Paul McSheaffrey, a partner at accountancy firm KPMG said banks in Hong Kong are likely to see higher impairment provisions as support measures are rolled out.
“Those loans may not actually be bad. The principal could be repaid, but the fact that it’s delayed and that there's a separate agreement with the borrower will cause a perception of higher risk and that will be a higher provision,” McSheaffrey said. “We will undoubtedly see some losses and higher losses coming through, particularly in Hong Kong and China.”
To be sure, banks’ balance sheets in the region are relatively robust. NPL ratios at lenders in China and other economies hit hard by the outbreak, including Hong Kong, Japan, South Korea and Singapore, are some of the healthiest in the region.
China’s NPL ratio was 1.8 per cent at the end of the first quarter 2019, the latest set of data available, while Hong Kong’s NPL ratio was 0.6 per cent and Singapore’s was 1.3 per cent, according to the International Monetary Fund.
By comparison, the NPL ratio in India, the third-largest economy in the region behind China and Japan, was 8.9 per cent at the end of last year’s first quarter and 0.9 per cent in the United States.
A JPMorgan analyst said investors should remain constructive on the financial sector as bank stock valuations remain attractive, balance sheets are robust and the industry is likely to benefit from improving economic conditions in the second half of the year.
“Our base case view is the virus outbreak will not derail the economic activity for more than a few months,” JPMorgan analyst Mslav Matejka, said in a research note on Monday.
For the moment, many banks are forecasting the coronavirus outbreak to be a temporary drag on the region’s economy, with several citing their experience during the severe acute respiratory syndrome (Sars) outbreak in 2003 as a potential template.

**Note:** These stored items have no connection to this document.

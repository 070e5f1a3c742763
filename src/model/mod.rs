//! Data types shared by the store and the gateway. Field names follow the
//! wire format of the backend (camelCase where the routes use it).

use serde::{Deserialize, Serialize};

#[derive(Debug, Clone, PartialEq, Serialize, Deserialize)]
pub struct Song {
    /// Server-issued id, unique within a playlist.
    pub id: String,
    pub title: String,
    pub artist: String,
    pub url: String,
    #[serde(default)]
    pub favorite: bool,
}

#[derive(Debug, Clone, Copy, PartialEq, Eq, Default, Serialize, Deserialize)]
#[serde(rename_all = "lowercase")]
pub enum RepeatMode {
    #[default]
    Off,
    All,
    One,
}

#[derive(Debug, Clone, Copy, PartialEq, Eq, Default, Serialize, Deserialize)]
pub struct PlaybackModes {
    pub shuffle: bool,
    pub repeat: RepeatMode,
}

/// Manual queue as the backend reports it.
#[derive(Debug, Clone, PartialEq, Default, Serialize, Deserialize)]
pub struct QueueState {
    pub size: usize,
    pub items: Vec<Song>,
}

/// Response of the playlist collection routes: every playlist name plus the
/// active one.
#[derive(Debug, Clone, PartialEq, Serialize, Deserialize)]
pub struct PlaylistIndex {
    pub active: String,
    pub items: Vec<String>,
}

#[derive(Debug, Clone, PartialEq, Serialize, Deserialize)]
pub struct FavoritesList {
    /// Name of the playlist the favorites were collected from.
    pub playlist: String,
    pub items: Vec<Song>,
}

#[derive(Debug, Clone, PartialEq, Serialize, Deserialize)]
pub struct UploadedFile {
    pub url: String,
    pub filename: String,
}

/// Body of the add-song operation.
#[derive(Debug, Clone, Default, Serialize)]
pub struct NewSong {
    pub title: String,
    pub artist: String,
    pub url: String,
    #[serde(skip_serializing_if = "Option::is_none")]
    pub position: Option<SongPosition>,
    /// Insertion index, read by the server only for [`SongPosition::Index`].
    #[serde(skip_serializing_if = "Option::is_none")]
    pub index: Option<usize>,
    /// Target playlist; the active one when absent.
    #[serde(skip_serializing_if = "Option::is_none")]
    pub playlist: Option<String>,
}

#[derive(Debug, Clone, Copy, PartialEq, Eq, Serialize)]
#[serde(rename_all = "lowercase")]
pub enum SongPosition {
    Start,
    End,
    Index,
}
//! Client core of the Tunedeck music player.
//!
//! The crate holds the state store, the notification bus, the
//! playback-preservation coordinator, and the remote operation gateway.
//! Rendering stays outside: UI panels subscribe to store notifications
//! (callbacks or channels) and drive the operations on
//! [`http::ApiService`].

pub mod event;
pub mod http;
pub mod model;
pub mod player;
pub mod state;
pub mod util;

DBS said the outbreak is likely to affect it for one quarter as it did during Sars. “Even if it was double that, it would imply an incremental credit cost of $250 million to $300 million. The general allowances that we have built up over the past year have been robust,” Piyush Gupta, the DBS chief executive said, on a conference call on February 13.
Still, the epidemic comes at a challenging time for Asia’s banks. Margins are already being pressured by easing monetary policy by central banks in the region and a slowdown in global growth following the US-China trade. Several markets, including Hong Kong and Singapore, also are expected to see the debut of new virtual banks that could further cut into profits this year.
“That downward pressure will continue to bite,” Andrew Gilder, EY’s Asia-Pacific banking and capital markets leader, said. “I don’t see markets in this region going to negative rates, so there’s only so low [policymakers] can go. But, the market demands a lower rate on the cost side. If the deposit rates are floored at zero in the region, the borrowing rate for the bank’s customers isn’t and can continue to go down a bit. That squeezes the margin.”